***** Dataset entries *****
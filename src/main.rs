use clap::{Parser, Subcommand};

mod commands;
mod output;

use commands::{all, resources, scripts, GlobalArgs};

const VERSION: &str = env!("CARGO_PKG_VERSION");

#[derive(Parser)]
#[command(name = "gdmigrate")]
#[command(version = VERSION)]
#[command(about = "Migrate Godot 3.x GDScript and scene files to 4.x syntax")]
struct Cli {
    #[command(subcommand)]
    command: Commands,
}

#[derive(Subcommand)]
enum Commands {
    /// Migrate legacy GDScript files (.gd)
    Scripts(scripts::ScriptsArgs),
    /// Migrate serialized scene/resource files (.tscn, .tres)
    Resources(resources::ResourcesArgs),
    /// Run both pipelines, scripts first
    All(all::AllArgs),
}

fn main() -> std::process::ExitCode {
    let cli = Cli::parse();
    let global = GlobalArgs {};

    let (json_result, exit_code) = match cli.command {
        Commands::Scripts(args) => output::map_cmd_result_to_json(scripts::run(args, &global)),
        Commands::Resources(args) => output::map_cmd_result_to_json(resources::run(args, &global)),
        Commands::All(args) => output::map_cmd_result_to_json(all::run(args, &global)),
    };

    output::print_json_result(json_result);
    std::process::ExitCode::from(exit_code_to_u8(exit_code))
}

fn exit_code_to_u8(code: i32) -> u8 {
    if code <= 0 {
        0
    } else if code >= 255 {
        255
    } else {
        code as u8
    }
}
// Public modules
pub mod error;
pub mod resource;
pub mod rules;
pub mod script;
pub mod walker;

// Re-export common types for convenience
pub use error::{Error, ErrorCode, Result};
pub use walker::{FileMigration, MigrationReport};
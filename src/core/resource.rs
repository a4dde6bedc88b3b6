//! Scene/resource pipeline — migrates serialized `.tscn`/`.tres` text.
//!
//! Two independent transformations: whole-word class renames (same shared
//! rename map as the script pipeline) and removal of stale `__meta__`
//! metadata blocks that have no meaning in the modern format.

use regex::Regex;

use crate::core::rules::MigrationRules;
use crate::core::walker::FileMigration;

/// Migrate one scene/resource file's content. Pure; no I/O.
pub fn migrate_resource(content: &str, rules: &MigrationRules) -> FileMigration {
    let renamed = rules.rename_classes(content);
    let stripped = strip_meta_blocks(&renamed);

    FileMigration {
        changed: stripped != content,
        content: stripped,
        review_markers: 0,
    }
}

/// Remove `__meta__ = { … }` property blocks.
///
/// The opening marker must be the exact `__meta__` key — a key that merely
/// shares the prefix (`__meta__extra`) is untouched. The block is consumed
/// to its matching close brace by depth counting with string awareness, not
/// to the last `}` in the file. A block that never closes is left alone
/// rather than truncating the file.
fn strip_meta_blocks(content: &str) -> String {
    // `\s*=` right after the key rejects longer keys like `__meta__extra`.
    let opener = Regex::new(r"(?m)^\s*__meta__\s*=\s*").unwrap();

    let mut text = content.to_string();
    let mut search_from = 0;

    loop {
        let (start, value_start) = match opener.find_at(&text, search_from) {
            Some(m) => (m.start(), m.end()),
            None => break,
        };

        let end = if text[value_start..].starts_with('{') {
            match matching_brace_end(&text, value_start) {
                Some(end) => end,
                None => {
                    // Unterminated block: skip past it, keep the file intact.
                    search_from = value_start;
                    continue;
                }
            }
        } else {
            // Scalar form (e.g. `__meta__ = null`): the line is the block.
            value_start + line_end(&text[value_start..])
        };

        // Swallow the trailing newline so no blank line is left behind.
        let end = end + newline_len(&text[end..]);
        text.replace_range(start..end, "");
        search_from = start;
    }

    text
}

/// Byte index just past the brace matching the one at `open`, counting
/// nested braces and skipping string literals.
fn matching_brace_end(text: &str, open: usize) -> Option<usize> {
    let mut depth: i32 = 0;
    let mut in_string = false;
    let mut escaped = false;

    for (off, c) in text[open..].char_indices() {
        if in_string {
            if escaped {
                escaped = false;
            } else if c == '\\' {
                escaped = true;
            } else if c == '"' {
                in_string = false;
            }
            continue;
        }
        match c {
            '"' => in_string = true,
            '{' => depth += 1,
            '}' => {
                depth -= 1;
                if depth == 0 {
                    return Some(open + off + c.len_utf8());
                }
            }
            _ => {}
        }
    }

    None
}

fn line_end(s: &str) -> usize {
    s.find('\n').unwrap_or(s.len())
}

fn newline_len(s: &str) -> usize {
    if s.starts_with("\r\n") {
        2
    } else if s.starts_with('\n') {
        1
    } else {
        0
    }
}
*****
Please reproduce exactly the lines from the first one of the records above through the line containing "let (json_result, exit_code)", both included, and nothing else.

• [Output of the task]
filename src/main.rs
use clap::{Parser, Subcommand};

mod commands;
mod output;

use commands::{all, resources, scripts, GlobalArgs};

const VERSION: &str = env!("CARGO_PKG_VERSION");

#[derive(Parser)]
#[command(name = "gdmigrate")]
#[command(version = VERSION)]
#[command(about = "Migrate Godot 3.x GDScript and scene files to 4.x syntax")]
struct Cli {
    #[command(subcommand)]
    command: Commands,
}

#[derive(Subcommand)]
enum Commands {
    /// Migrate legacy GDScript files (.gd)
    Scripts(scripts::ScriptsArgs),
    /// Migrate serialized scene/resource files (.tscn, .tres)
    Resources(resources::ResourcesArgs),
    /// Run both pipelines, scripts first
    All(all::AllArgs),
}

fn main() -> std::process::ExitCode {
    let cli = Cli::parse();
    let global = GlobalArgs {};

    let (json_result, exit_code) = match cli.command {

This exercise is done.